**What to do**
Every line in the entries that holds "return" should be identified and copied.

**** Information

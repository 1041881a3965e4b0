use std::collections::{BTreeMap, BTreeSet};
use std::io::Write;

use serde::{Deserialize, Serialize};

use coffre_types::{CoffreError, Mac, Result};

use super::packfile::BlobType;

pub const STATE_VERSION: u32 = 1;

/// State-file metadata, written as the first record of the stream.
#[derive(Debug, Clone, Serialize, Deserialize)]
pub struct StateMetadata {
    pub version: u32,
    /// Nanoseconds since the epoch; the minimum over the footers of the
    /// packfiles this state covers.
    pub timestamp: i64,
}

/// Where one blob lives: which packfile, at what offset and length.
#[derive(Debug, Clone, Copy, PartialEq, Eq, Serialize, Deserialize)]
pub struct DeltaEntry {
    pub etype: BlobType,
    pub version: u32,
    pub mac: Mac,
    pub packfile: Mac,
    pub offset: u64,
    pub length: u32,
}

/// One record in a serialized state stream.
#[derive(Debug, Clone, Serialize, Deserialize)]
pub enum StateRecord {
    Delta(DeltaEntry),
    Packfile { state_id: Mac, packfile: Mac },
}

/// A state accumulator: delta entries plus packfile membership, written
/// out as a msgpack stream headed by [`StateMetadata`].
#[derive(Debug, Clone)]
pub struct LocalState {
    pub metadata: StateMetadata,
    deltas: BTreeMap<(BlobType, Mac, Mac), DeltaEntry>,
    packfiles: BTreeSet<(Mac, Mac)>,
}

impl LocalState {
    pub fn new(now_nanos: i64) -> Self {
        LocalState {
            metadata: StateMetadata {
                version: STATE_VERSION,
                timestamp: now_nanos,
            },
            deltas: BTreeMap::new(),
            packfiles: BTreeSet::new(),
        }
    }

    /// Pull the timestamp down to a packfile footer's, keeping the minimum.
    pub fn observe_timestamp(&mut self, footer_nanos: i64) {
        if footer_nanos < self.metadata.timestamp {
            self.metadata.timestamp = footer_nanos;
        }
    }

    /// Insert a delta record. Re-inserting the same `(type, blob, packfile)`
    /// triple is a no-op, which deduplicates repeated packfile scans.
    pub fn put_delta(&mut self, delta: DeltaEntry) {
        self.deltas
            .entry((delta.etype, delta.mac, delta.packfile))
            .or_insert(delta);
    }

    /// Record that `packfile` belongs to `state_id`.
    pub fn put_packfile(&mut self, state_id: Mac, packfile: Mac) {
        self.packfiles.insert((state_id, packfile));
    }

    pub fn deltas(&self) -> impl Iterator<Item = &DeltaEntry> {
        self.deltas.values()
    }

    pub fn len(&self) -> usize {
        self.deltas.len()
    }

    pub fn is_empty(&self) -> bool {
        self.deltas.is_empty()
    }

    /// Write the metadata record followed by every delta and packfile
    /// record to `w` as a msgpack stream.
    pub fn serialize_to_stream(&self, mut w: impl Write) -> Result<()> {
        let meta = rmp_serde::to_vec_named(&self.metadata)?;
        w.write_all(&meta)?;
        for delta in self.deltas.values() {
            let rec = rmp_serde::to_vec_named(&StateRecord::Delta(*delta))?;
            w.write_all(&rec)?;
        }
        for (state_id, packfile) in &self.packfiles {
            let rec = rmp_serde::to_vec_named(&StateRecord::Packfile {
                state_id: *state_id,
                packfile: *packfile,
            })?;
            w.write_all(&rec)?;
        }
        Ok(())
    }

    /// Parse a serialized state stream.
    pub fn from_stream(data: &[u8]) -> Result<LocalState> {
        let mut de = rmp_serde::Deserializer::new(data);
        let metadata: StateMetadata = Deserialize::deserialize(&mut de)?;
        if metadata.version != STATE_VERSION {
            return Err(CoffreError::UnsupportedVersion(metadata.version));
        }

        let mut state = LocalState {
            metadata,
            deltas: BTreeMap::new(),
            packfiles: BTreeSet::new(),
        };
        loop {
            match StateRecord::deserialize(&mut de) {
                Ok(StateRecord::Delta(delta)) => state.put_delta(delta),
                Ok(StateRecord::Packfile { state_id, packfile }) => {
                    state.put_packfile(state_id, packfile)
                }
                Err(rmp_serde::decode::Error::InvalidMarkerRead(ref e))
                    if e.kind() == std::io::ErrorKind::UnexpectedEof =>
                {
                    break
                }
                Err(e) => return Err(e.into()),
            }
        }
        Ok(state)
    }
}

/// The coalesced view over every ingested state: blob location lookup,
/// packfile membership, and the set of state ids already merged.
#[derive(Debug, Clone, Default, Serialize, Deserialize)]
pub struct AggregateState {
    entries: BTreeMap<Mac, DeltaEntry>,
    tombstones: BTreeSet<Mac>,
    packfiles: BTreeSet<(Mac, Mac)>,
    merged_states: BTreeSet<Mac>,
}

impl AggregateState {
    pub fn merge(&mut self, state_id: Mac, state: &LocalState) {
        for delta in state.deltas() {
            match delta.etype {
                BlobType::SnapshotTombstone => {
                    self.tombstones.insert(delta.mac);
                }
                _ => {
                    self.entries.insert(delta.mac, *delta);
                }
            }
        }
        for (sid, packfile) in &state.packfiles {
            self.packfiles.insert((*sid, *packfile));
        }
        self.merged_states.insert(state_id);
    }

    pub fn lookup(&self, mac: Mac) -> Option<&DeltaEntry> {
        self.entries.get(&mac)
    }

    pub fn has_state(&self, state_id: Mac) -> bool {
        self.merged_states.contains(&state_id)
    }

    pub fn merged_states(&self) -> impl Iterator<Item = &Mac> {
        self.merged_states.iter()
    }

    /// Live snapshot identifiers: committed and not tombstoned.
    pub fn snapshots(&self) -> Vec<Mac> {
        self.entries
            .values()
            .filter(|d| d.etype == BlobType::Snapshot && !self.tombstones.contains(&d.mac))
            .map(|d| d.mac)
            .collect()
    }

    pub fn is_tombstoned(&self, mac: Mac) -> bool {
        self.tombstones.contains(&mac)
    }

    /// All `(state_id, packfile)` membership pairs.
    pub fn packfile_memberships(&self) -> impl Iterator<Item = &(Mac, Mac)> {
        self.packfiles.iter()
    }

    /// Every delta entry, in blob-MAC order.
    pub fn entries(&self) -> impl Iterator<Item = &DeltaEntry> {
        self.entries.values()
    }

    /// Forget entries located in `packfile` and the membership rows that
    /// reference it. Used by maintenance after deleting a packfile.
    pub fn evict_packfile(&mut self, packfile: Mac) {
        self.entries.retain(|_, d| d.packfile != packfile);
        self.packfiles.retain(|(_, pf)| *pf != packfile);
    }

    pub fn forget_state(&mut self, state_id: Mac) {
        self.merged_states.remove(&state_id);
        self.packfiles.retain(|(sid, _)| *sid != state_id);
    }
}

********

**Solution**
            return Err(CoffreError::UnsupportedVersion(metadata.version));
                Err(e) => return Err(e.into()),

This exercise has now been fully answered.